Baby Jesus is almost here, but not quite yet. We get to live in Advent anticipation a few more hours. We can’t quite see him, and yet he is in full view. All we have to do is to look at Mary. She is, quite literally, “magnifying the Lord”. She sings to us today through the words of the “Magnificat.” The Magnifcat is one of the most beautiful poems in Scripture. It has probably been said and sung more than any other “poemsong” in history. Mary says,

“My soul magnifies the Lord,
and my spirit rejoices in God
my Savior,”
for he has looked with favor on the
lowliness of his servant.
Surely from now on all generations
will call me blessed;
for the Mighty One has done great things for me,
and holy is his name.” (Luke: 1: 46-49, New Revised Standard Version)

We can almost see and hear Mary, “great with child,” singing forth these words as she prepares to bear Jesus. He’s not here yet, but we can hear him through Mary’s timeless lyrics. Her song is our song.

We have our very own Mary in our family this year. My stepdaughter, Amy, is eight months pregnant. She and her family arrived at our house for Christmas a few days ago. My little granddaughter, Taylor, is five. She is preparing to be a big sister. The two of us have been gathering around her mommy’s tummy to marvel at the new baby we are waiting to meet, the one who will make her a big sister, and the one who will make me a grandmother again.

Yesterday, Taylor was talking to me while I was getting dressed. She was holding her book up, rendering her own creative version of Jesus’ birth. After a while her story turned into a song. Like the gospel writer, Luke, she began singing the story through a series of canticles. Each of her canticles was different in tone and emphasis. The first one was very lively and upbeat. It went something like,

“Let’s do the Jesus dance,
let’s do the Jesus dance.
Let’s clap and shout and really sing,
let’s do the Jesus dance.”

Then she shifted into a song that was more meditative and slower in tempo.

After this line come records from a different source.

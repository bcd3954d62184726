//! End-to-end runs of the `sdg` binary against the compiled-in `Widget`/
//! `Order` demo schema, covering spec.md §8's scenario 1 (clustered value
//! boundaries), scenario 2 (clustered reference `InvalidRecord` skipping),
//! and the two-node partition split.

use std::fs;
use std::path::{Path, PathBuf};

use assert_cmd::Command;
use predicates::prelude::*;
use tempfile::TempDir;

/// Widget cardinality 1000, Order cardinality 10000 (10 slots per widget, 7
/// valid each) — small enough to assert on exact line counts and content.
fn write_config(dir: &Path, extra: &str) -> PathBuf {
    let out = dir.join("out");
    let text = format!(
        "application.scaling-factor = 1.0\n\
         application.node-id = 0\n\
         application.node-count = 1\n\
         application.output-base = {}\n\
         application.output-type = file\n\
         application.job-id = job1\n\
         application.config-dir = {}\n\
         common.master.seed = 1,2,3,4,5,6\n\
         partitioning.Widget.cardinality = 1000\n\
         partitioning.Order.cardinality = 10000\n\
         {extra}",
        out.display(),
        dir.display(),
    );
    let path = dir.join("sdg.properties");
    fs::write(&path, text).unwrap();
    path
}

fn widget_tbl(dir: &Path) -> PathBuf {
    dir.join("out").join("job1").join("node000").join("Widget.tbl")
}

fn order_tbl(dir: &Path) -> PathBuf {
    dir.join("out").join("job1").join("node000").join("Order.tbl")
}

#[test]
fn full_run_produces_both_tables_with_expected_line_counts() {
    let dir = TempDir::new().unwrap();
    write_config(dir.path(), "");

    Command::cargo_bin("sdg")
        .unwrap()
        .arg("-c")
        .arg(dir.path())
        .assert()
        .success();

    let widgets = fs::read_to_string(widget_tbl(dir.path())).unwrap();
    assert_eq!(widgets.lines().count(), 1000);

    // 10000 / 10 slots per widget = 1000 periods, 7 valid slots each.
    let orders = fs::read_to_string(order_tbl(dir.path())).unwrap();
    assert_eq!(orders.lines().count(), 7000);
}

#[test]
fn scenario_one_tier_boundaries_match_the_clustered_partition() {
    let dir = TempDir::new().unwrap();
    write_config(dir.path(), "");

    Command::cargo_bin("sdg").unwrap().arg("-c").arg(dir.path()).assert().success();

    let widgets = fs::read_to_string(widget_tbl(dir.path())).unwrap();
    let lines: Vec<&str> = widgets.lines().collect();
    assert_eq!(lines[0], "0\tlow");
    assert_eq!(lines[332], "332\tlow");
    assert_eq!(lines[333], "333\tmid");
    assert_eq!(lines[665], "665\tmid");
    assert_eq!(lines[666], "666\thigh");
    assert_eq!(lines[999], "999\thigh");
}

#[test]
fn scenario_two_order_rows_skip_the_invalid_tail_of_each_block() {
    let dir = TempDir::new().unwrap();
    write_config(dir.path(), "");

    Command::cargo_bin("sdg").unwrap().arg("-c").arg(dir.path()).assert().success();

    let orders = fs::read_to_string(order_tbl(dir.path())).unwrap();
    let first_block: Vec<&str> = orders.lines().take(7).collect();
    // gen_ids 0..=6 are the valid slots of parent widget 0; 7, 8, 9 are the
    // dead tail and never appear.
    for (i, line) in first_block.iter().enumerate() {
        let mut fields = line.split('\t');
        let gen_id: u64 = fields.next().unwrap().parse().unwrap();
        let parent: u64 = fields.next().unwrap().parse().unwrap();
        let slot: u64 = fields.next().unwrap().parse().unwrap();
        assert_eq!(gen_id, i as u64);
        assert_eq!(parent, 0);
        assert_eq!(slot, i as u64);
    }
    // The 8th line jumps straight to the next block (gen_id 10, parent 1).
    let eighth = orders.lines().nth(7).unwrap();
    assert!(eighth.starts_with("10\t1\t"));
}

#[test]
fn stage_selection_runs_only_the_named_record_type() {
    let dir = TempDir::new().unwrap();
    write_config(dir.path(), "");

    Command::cargo_bin("sdg")
        .unwrap()
        .args(["-c", dir.path().to_str().unwrap(), "-x", "Widget"])
        .assert()
        .success();

    assert!(widget_tbl(dir.path()).exists());
    assert!(!order_tbl(dir.path()).exists());
}

#[test]
fn unknown_stage_name_fails_without_running_anything() {
    let dir = TempDir::new().unwrap();
    write_config(dir.path(), "");

    Command::cargo_bin("sdg")
        .unwrap()
        .args(["-c", dir.path().to_str().unwrap(), "-x", "Nonexistent"])
        .assert()
        .failure()
        .stderr(predicate::str::contains("Nonexistent"));

    assert!(!widget_tbl(dir.path()).exists());
}

#[test]
fn missing_config_directory_fails_fast() {
    Command::cargo_bin("sdg")
        .unwrap()
        .args(["-c", "/no/such/directory"])
        .assert()
        .failure()
        .stderr(predicate::str::contains("config directory not found"));
}

#[test]
fn scaling_override_flag_beats_the_properties_file() {
    let dir = TempDir::new().unwrap();
    // Linear partitioning so `-s` actually changes the resolved cardinality;
    // base 500 * scaling 2.0 = 1000, same tier boundaries as the fixed case.
    let out = dir.path().join("out");
    let text = format!(
        "application.scaling-factor = 1.0\n\
         application.node-id = 0\n\
         application.node-count = 1\n\
         application.output-base = {}\n\
         application.output-type = file\n\
         application.job-id = job1\n\
         application.config-dir = {}\n\
         common.master.seed = 1,2,3,4,5,6\n\
         partitioning.Widget.base-cardinality = 500\n\
         partitioning.Order.cardinality = 10000\n",
        out.display(),
        dir.path().display(),
    );
    fs::write(dir.path().join("sdg.properties"), text).unwrap();

    Command::cargo_bin("sdg")
        .unwrap()
        .args(["-c", dir.path().to_str().unwrap(), "-s", "2.0", "-x", "Widget"])
        .assert()
        .success();

    let widgets = fs::read_to_string(widget_tbl(dir.path())).unwrap();
    assert_eq!(widgets.lines().count(), 1000);
}

#[test]
fn two_node_partition_of_a_linear_type_is_contiguous_and_covers_every_position() {
    let dir = TempDir::new().unwrap();
    let out = dir.path().join("out");
    let text = format!(
        "application.scaling-factor = 1.0\n\
         application.node-id = 0\n\
         application.node-count = 2\n\
         application.output-base = {}\n\
         application.output-type = file\n\
         application.job-id = job1\n\
         application.config-dir = {}\n\
         common.master.seed = 1,2,3,4,5,6\n\
         partitioning.Widget.base-cardinality = 1000\n\
         partitioning.Order.cardinality = 10000\n",
        out.display(),
        dir.path().display(),
    );
    fs::write(dir.path().join("sdg.properties"), text).unwrap();

    for node in [0u32, 1] {
        Command::cargo_bin("sdg")
            .unwrap()
            .args([
                "-c",
                dir.path().to_str().unwrap(),
                "-i",
                &node.to_string(),
                "-x",
                "Widget",
            ])
            .assert()
            .success();
        let node_dir = out.join("job1").join(format!("node{node:03}"));
        fs::rename(node_dir.join("Widget.tbl"), dir.path().join(format!("node{node}.tbl"))).unwrap();
    }

    let node0: Vec<u64> = fs::read_to_string(dir.path().join("node0.tbl"))
        .unwrap()
        .lines()
        .map(|l| l.split('\t').next().unwrap().parse().unwrap())
        .collect();
    let node1: Vec<u64> = fs::read_to_string(dir.path().join("node1.tbl"))
        .unwrap()
        .lines()
        .map(|l| l.split('\t').next().unwrap().parse().unwrap())
        .collect();

    assert_eq!(node0, (0..500).collect::<Vec<_>>());
    assert_eq!(node1, (500..1000).collect::<Vec<_>>());
}
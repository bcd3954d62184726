//! sdg_core — I/O-free fundamental types for the partitioned deterministic
//! record engine: the position type, field value domain, enumerated-set
//! domains, the `Record`/`FieldAccessor` traits that stand in for compile-time
//! field identifiers, and the hierarchical PRNG (HRNG).
//!
//! This crate defines stable types/APIs used across `sdg_math`, `sdg_io`,
//! `sdg_engine` and `sdg_cli`. Serialization derives are gated behind the
//! `serde` feature, mirroring the rest of the workspace.

#![cfg_attr(not(feature = "std"), no_std)]

extern crate alloc;

pub mod date;
pub mod enumset;
pub mod error;
pub mod record;
pub mod rng;
pub mod value;

pub use date::Date;
pub use enumset::EnumSet;
pub use error::CoreError;
pub use record::{FieldAccessor, Record};
pub use rng::{CompoundInversiveRng, HashRng, HierarchicalRng, RngKind};
pub use value::{EnumValue, FieldValue, RecordRef};

/// The 64-bit position of a record within its virtual sequence.
///
/// Every sequence `R` is indexed `gen_id in [0, cardinality(R))`; a `GenId`
/// carries no type tag of its own; callers track which sequence it belongs to.
pub type GenId = u64;
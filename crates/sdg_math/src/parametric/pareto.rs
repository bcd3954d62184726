use crate::error::{MathError, MathResult};
use crate::ProbabilityFunction;

/// Pareto type-I distribution with scale `xm` (the minimum value) and shape
/// `alpha`.
#[derive(Clone, Copy, Debug, PartialEq)]
#[cfg_attr(feature = "serde", derive(serde::Serialize, serde::Deserialize))]
pub struct Pareto {
    xm: f64,
    alpha: f64,
}

impl Pareto {
    pub fn new(xm: f64, alpha: f64) -> MathResult<Self> {
        if !(xm > 0.0) {
            return Err(MathError::InvalidParameter("pareto: xm must be positive"));
        }
        if !(alpha > 0.0) {
            return Err(MathError::InvalidParameter(
                "pareto: alpha must be positive",
            ));
        }
        Ok(Pareto { xm, alpha })
    }

    pub fn scale(&self) -> f64 {
        self.xm
    }

    pub fn shape(&self) -> f64 {
        self.alpha
    }
}

impl ProbabilityFunction for Pareto {
    type Domain = f64;

    fn pdf(&self, x: f64) -> f64 {
        if x < self.xm {
            0.0
        } else {
            self.alpha * self.xm.powf(self.alpha) / x.powf(self.alpha + 1.0)
        }
    }

    fn cdf(&self, x: f64) -> f64 {
        if x < self.xm {
            0.0
        } else {
            1.0 - (self.xm / x).powf(self.alpha)
        }
    }

    fn invcdf(&self, u: f64) -> f64 {
        let u = u.clamp(0.0, 1.0 - 1e-15);
        self.xm / (1.0 - u).powf(1.0 / self.alpha)
    }
}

“Mary has a baby in there.
God, help her –
she feels so sick sometimes.
Her baby is God.
Her baby is God.
Mary has a baby in there.”

This got my attention. I stopped brushing my teeth. (Imagine my delight- another theologian in the family!) Taylor was interweaving her story with Mary’s story, relating what she sees happening to her mom and thinking about how her life is going to change. (She had told me earlier in our visit that her mom “feels bad sometimes and has to lie down to feel better”.) After a while, she shifted back into “let’s do the Jesus dance”, and began spiraling around the bathroom again.

Taylor’s articulation of Christian vocation is the best I have ever heard. Bringing God to the world is a joyous thing, but its hard work and it doesn’t always feel good. Where we are this morning, that in-between place of “almost and not yet,” is the Christian journey in a nutshell. Bringing God into the world is hard work. It makes us feel tired and achy sometimes, but it is cause for great celebration. We groan with labor pains when we cooperate with God to bring new life into the world, then we rest, and then we “do the Jesus dance” again. Amen.